RDF Property: | qb:dataSet |
---|---|
Definition: | Indicates the dataset to a quality measure (which is an RDF Data Cube observation) belongs. |
Domain: | qb:Observation |
Range: | qb:DataSet |
RDF Property: | dqv:computedOn |
---|---|
Definition: | Refers to the resource (e.g., a dataset, a linkset, a graph, a set of triples) on which the quality measurement is performed. In the DQV context, this property is generally expected to be used in statements in which objects are instances of dcat:Dataset and dcat:Distribution. |
Instance of: | qb:DimensionProperty |
Domain: | dqv:QualityMeasure |
Equivalent property: | daq:computedOn |
Inverse property: | dqv:hasQualityMeasure |
RDF Property: | dqv:value |
---|---|
Definition: | Refers to values computed by metric. |
Instance of: | qb:MeasureProperty, owl:DatatypeProperty |
Domain: | dqv:QualityMeasure |
Equivalent property: | daq:value |
The following properties should be used on this class: dqv:hasDimension.
In daQ, the property daq:expectedDataType associates each metric to the expected data type for its observed value. Data types for observed values are restricted to xsd:anySimpleType (e.g. xsd:boolean, xsd:double etc…). Is the current practice of using daq:expectedDataType in daQ appropriate? Isn't the restriction to xsd:anySimpleType too narrow? (Issue-224)
RDF Class: | dqv:Metric |
---|---|
Definition: | A standard to measure a quality dimension. An observation (instance of dqv:QualityMeasure) assigns a value in a given unit to a Metric. |
Equivalent class | daq:Metric |
RDF Property: | dqv:hasDimension |
---|---|
Definition: | Represents the dimension a metric allows a measurement of. |
Domain: | dqv:Metric |
Range: | dqv:Dimension |
Inverse: | daq:hasMetric |
Usage note: | Dimensions are meant to systematically organize metrics. The Data Quality Vocabulary defines no specific cardinality constraints for dqv:hasDimension, since distinct quality frameworks might have different perspectives over a metric. A metric may therefore be associated to more than one dimension. However, those who define new quality measures should try to avoid this as much as possible and assign only one dimension to the metrics they define. |
The following properties should be used on this class: dqv:hasCategory.

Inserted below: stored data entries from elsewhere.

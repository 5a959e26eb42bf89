//! Move and menu input parsing.

use std::io::BufRead;
use std::str::FromStr;

use once_cell::sync::Lazy;
use regex::Regex;
use thiserror::Error;

use crate::board::Coordinate;
use crate::difficulty::Difficulty;

static COORD_RE: Lazy<Regex> = Lazy::new(|| {
    Regex::new(r"^\(?[ \t]*([0-2])[ \t]*,?[ \t]*([0-2])[ \t]*\)?$").expect("COORD_RE regex should be valid")
});
static DIFFICULTY_RE: Lazy<Regex> =
    Lazy::new(|| Regex::new(r"^d[ \t]+([a-z]+)$").expect("DIFFICULTY_RE regex should be valid"));

#[derive(Error, Debug)]
pub enum InputError {
    #[error("io error: {error:?}")]
    IOError { error: String },
    #[error("input closed")]
    EndOfInput,
    #[error("invalid input: {input:?}")]
    InvalidInput { input: String },
}

#[derive(Debug, PartialEq)]
pub enum MoveInput {
    Coordinate(Coordinate),
    Quit,
}

#[derive(Debug, PartialEq)]
pub enum MenuInput {
    StartOver,
    ChangeDifficulty(Difficulty),
    Exit,
}

impl FromStr for MoveInput {
    type Err = InputError;

    fn from_str(input: &str) -> Result<Self, Self::Err> {
        let trimmed = input.trim();

        if trimmed.eq_ignore_ascii_case("q") {
            return Ok(MoveInput::Quit);
        }

        if let Some(caps) = COORD_RE.captures(trimmed) {
            // The regex only admits single digits 0-2
            let row = caps[1].parse().map_err(|_| invalid(input))?;
            let col = caps[2].parse().map_err(|_| invalid(input))?;
            return Ok(MoveInput::Coordinate(Coordinate::new(row, col)));
        }

        Err(invalid(input))
    }
}

impl FromStr for MenuInput {
    type Err = InputError;

    fn from_str(input: &str) -> Result<Self, Self::Err> {
        let trimmed = input.trim().to_lowercase();

        match trimmed.as_str() {
            "r" => return Ok(MenuInput::StartOver),
            "q" => return Ok(MenuInput::Exit),
            _ => (),
        };

        if let Some(caps) = DIFFICULTY_RE.captures(&trimmed) {
            let difficulty = caps[1].parse().map_err(|_| invalid(input))?;
            return Ok(MenuInput::ChangeDifficulty(difficulty));
        }

        Err(invalid(input))
    }
}

fn invalid(input: &str) -> InputError {
    InputError::InvalidInput {
        input: input.trim().to_string(),
    }
}

/// Reads one line from `reader` and parses it.
pub fn read_input<R, T>(reader: &mut R) -> Result<T, InputError>
where
    R: BufRead,
    T: FromStr<Err = InputError>,
{
    let mut line = String::new();
    let read = reader
        .read_line(&mut line)
        .map_err(|error| InputError::IOError {
            error: error.to_string(),
        })?;
    if read == 0 {
        return Err(InputError::EndOfInput);
    }
    line.parse()
}

#[cfg(test)]
mod tests {
    use super::*;
    use std::io::Cursor;

    #[test]
    fn test_parse_coordinates() {
        let expected = MoveInput::Coordinate(Coordinate::new(1, 2));
        for input in ["1 2", "1,2", "12", " 1 , 2 ", "(1, 2)"].iter() {
            assert_eq!(input.parse::<MoveInput>().unwrap(), expected, "{}", input);
        }
    }

    #[test]
    fn test_rejects_off_board_coordinates() {
        for input in ["3 0", "0 3", "1", "a b", "1 2 3", ""].iter() {
            assert!(input.parse::<MoveInput>().is_err(), "{}", input);
        }
    }

    #[test]
    fn test_parse_quit() {
        assert_eq!("q".parse::<MoveInput>().unwrap(), MoveInput::Quit);
        assert_eq!("Q".parse::<MenuInput>().unwrap(), MenuInput::Exit);
    }

    #[test]
    fn test_parse_menu() {
        assert_eq!("r".parse::<MenuInput>().unwrap(), MenuInput::StartOver);
        assert_eq!(
            "d impossible".parse::<MenuInput>().unwrap(),
            MenuInput::ChangeDifficulty(Difficulty::Impossible)
        );
        assert!("d nightmare".parse::<MenuInput>().is_err());
        assert!("x".parse::<MenuInput>().is_err());
    }

    #[test]
    fn test_read_input_from_reader() {
        let mut reader = Cursor::new("0 0\n");
        let input: MoveInput = read_input(&mut reader).unwrap();
        assert_eq!(input, MoveInput::Coordinate(Coordinate::new(0, 0)));

        let result: Result<MoveInput, _> = read_input(&mut reader);
        assert!(matches!(result, Err(InputError::EndOfInput)));
    }
}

RDF Class: | dqv:Dimension |
---|---|
Definition: | Represents criteria relevant for assessing quality. Each quality dimension must have one or more metric to measure it. A dimension is linked with a category using the dqv:hasDimension property. |
Equivalent class | daq:Dimension |
RDF Property: | dqv:hasCategory |
---|---|
Definition: | Represents the category a dimension is grouped in. |
Domain: | dqv:Dimension |
Range: | dqv:Category |
Inverse: | daq:hasDimension |
Usage note: | Categories are meant to systematically organize dimensions. The Data Quality Vocabulary defines no specific cardinality constraints for dqv:hasCategory, since distinct quality frameworks might have different perspectives over a dimension. A dimension may therefore be associated to more than one category. However, those who define new quality measures should try to avoid this as much as possible and assign only one category to the dimensions they define. |
RDF Class: | dqv:Category |
---|---|
Definition: | Represents a group of quality dimensions in which a common type of information is used as quality indicator. |
Equivalent class | daq:Category |
RDF Class: | dqv:QualityMeasureDataset |
---|---|
Definition: | Represents a dataset of quality measures, evaluations of a given dataset (or dataset distribution) against a specific quality metric. |
Subclass of: | qb:DataSet |
Equivalent class | daq:QualityGraph |
RDF Class: | dqv:QualityAnnotation |
---|---|
Definition: | Represents quality annotations, including rating, quality certificate, feedback that can be associated to datasets or distributions. Quality annotations must have one oa:motivatedBy statement with an instance of oa:Motivation (and skos:Concept), which reflects a quality assessment purpose. We define this instance as dqv:qualityAssessment. |
Subclass of: | oa:Annotation |
Equivalent class | EquivalentClasses( dqv:QualityAnnotation ObjectHasValue( oa:motivatedBy dqv:qualityAssessment ) ) |
To make the document more self-contained we might consider to describe some properties of oa:Annotation, such as hasBody, hasTarget.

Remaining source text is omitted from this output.